Perdido 03

Perdido 03

Thursday, January 14, 2010

Excise Tax Lives

Details have emerged on the "compromise" between unions and the White House on the excise tax. Here they are:

Unions had opposed the measure, which, as originally designed, would have imposed a 40 percent excise tax on insurance policies that cost more than $23,000 for families, and $8,500 for individuals, indexed just above inflation.

Under the terms of the proposed deal, the threshold for families would be raised to $24,000, and would exempt certain benefits like vision and dental, according to a Democratic source.

Collectively bargained plans would be exempted until 2017, to provide workers with a real opportunity to renegotiate their benefits packages, which were designed under current law and excluded from taxation.

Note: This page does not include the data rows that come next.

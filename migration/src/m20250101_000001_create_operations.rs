// Copyright (c) 2025 Kirky.X
//
// Licensed under the MIT License
// See LICENSE file in the project root for full license information.

use sea_orm_migration::prelude::*;

/// 创建解析操作表与结构块表
#[derive(DeriveMigrationName)]
pub struct Migration;

#[async_trait::async_trait]
impl MigrationTrait for Migration {
    /// 应用数据库迁移
    ///
    /// # 参数
    ///
    /// * `manager` - 数据库模式管理器
    ///
    /// # 返回值
    ///
    /// * `Ok(())` - 迁移成功
    /// * `Err(DbErr)` - 迁移失败
    async fn up(&self, manager: &SchemaManager) -> Result<(), DbErr> {
        // 1. Create operations table (No dependencies)
        manager
            .create_table(
                Table::create()
                    .table(Operations::Table)
                    .if_not_exists()
                    .col(
                        ColumnDef::new(Operations::Id)
                            .uuid()
                            .not_null()
                            .primary_key(),
                    )
                    .col(ColumnDef::new(Operations::Url).text().not_null())
                    .col(ColumnDef::new(Operations::Status).string().not_null())
                    .col(
                        ColumnDef::new(Operations::CreatedAt)
                            .timestamp_with_time_zone()
                            .not_null(),
                    )
                    .col(
                        ColumnDef::new(Operations::UpdatedAt)
                            .timestamp_with_time_zone()
                            .not_null(),
                    )
                    .to_owned(),
            )
            .await?;

        // 2. Create blocks table (Depends on Operations)
        manager
            .create_table(
                Table::create()
                    .table(Blocks::Table)
                    .if_not_exists()
                    .col(ColumnDef::new(Blocks::Id).uuid().not_null().primary_key())
                    .col(ColumnDef::new(Blocks::OperationId).uuid().not_null())
                    .col(ColumnDef::new(Blocks::BlockType).string().not_null())
                    .col(ColumnDef::new(Blocks::Platform).string().not_null())
                    .col(ColumnDef::new(Blocks::Content).json().not_null())
                    .col(ColumnDef::new(Blocks::Html).text().not_null())
                    .col(
                        ColumnDef::new(Blocks::Position)
                            .integer()
                            .not_null()
                            .default(0),
                    )
                    .col(
                        ColumnDef::new(Blocks::CreatedAt)
                            .timestamp_with_time_zone()
                            .not_null(),
                    )
                    .foreign_key(
                        ForeignKey::create()
                            .name("fk_blocks_operation")
                            .from(Blocks::Table, Blocks::OperationId)
                            .to(Operations::Table, Operations::Id)
                            .on_delete(ForeignKeyAction::Cascade),
                    )
                    .to_owned(),
            )
            .await?;

        // Blocks are always read per operation in emission order
        manager
            .create_index(
                Index::create()
                    .name("idx_blocks_operation_position")
                    .table(Blocks::Table)
                    .col(Blocks::OperationId)
                    .col(Blocks::Position)
                    .to_owned(),
            )
            .await?;

        Ok(())
    }

    /// 回滚数据库迁移
    async fn down(&self, manager: &SchemaManager) -> Result<(), DbErr> {
        manager
            .drop_table(Table::drop().table(Blocks::Table).to_owned())
            .await?;

        manager
            .drop_table(Table::drop().table(Operations::Table).to_owned())
            .await?;

        Ok(())
    }
}

#[derive(DeriveIden)]
enum Operations {
    Table,
    Id,
    Url,
    Status,
    CreatedAt,
    UpdatedAt,
}

#[derive(DeriveIden)]
enum Blocks {
    Table,
    Id,
    OperationId,
    BlockType,
    Platform,
    Content,
    Html,
    Position,
    CreatedAt,
}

The White House appears to have stood its ground, though, on the question of how to index the tax. By indexing it just above the consumer price index, the provision generates a great deal of cost-savings, which are crucial to getting a passing score from CBO.

Labor officials and progressives had suggested the index would have to be raised to keep pace with medical inflation--a tweak that would prevent the tax from ensnaring middle class people over time, but that would also eliminate the measure's savings potential. But they seem to have lost that fight.

So Obama is still going to f@$k union members, just not until 2017.

Notice too that if your plan is not part of collective bargaining, it is subject to the tax sooner (perhaps as early as 2011.)

So Obama still wants the middle and working class to fund his health care goodie giveaway to the insurance industry.

Labor got some concessions, but when you're dealing with a corporate whore like Obama, I guess there is only so much you can do.

I know what I'm going to do.

Write the White House again to tell them what I think about the excise tax and the corporate whore sitting in the Oval Office.

Then I'm going to write my senators and congressman and tell them what I'm going to do if they vote for health care (HINT: it involves staying home to count Republican votes in 2010 and 2012 on TV.)

Then I'm going to watch very closely to see if the progressives in the House can kill this provision from the bill before it goes for a final vote.

Finally, I am going to root for the Republican to beat the Dem in the special election in Mass to fill Teddy Kennedy's seat.

That may the only way to stop this abomination from becoming law.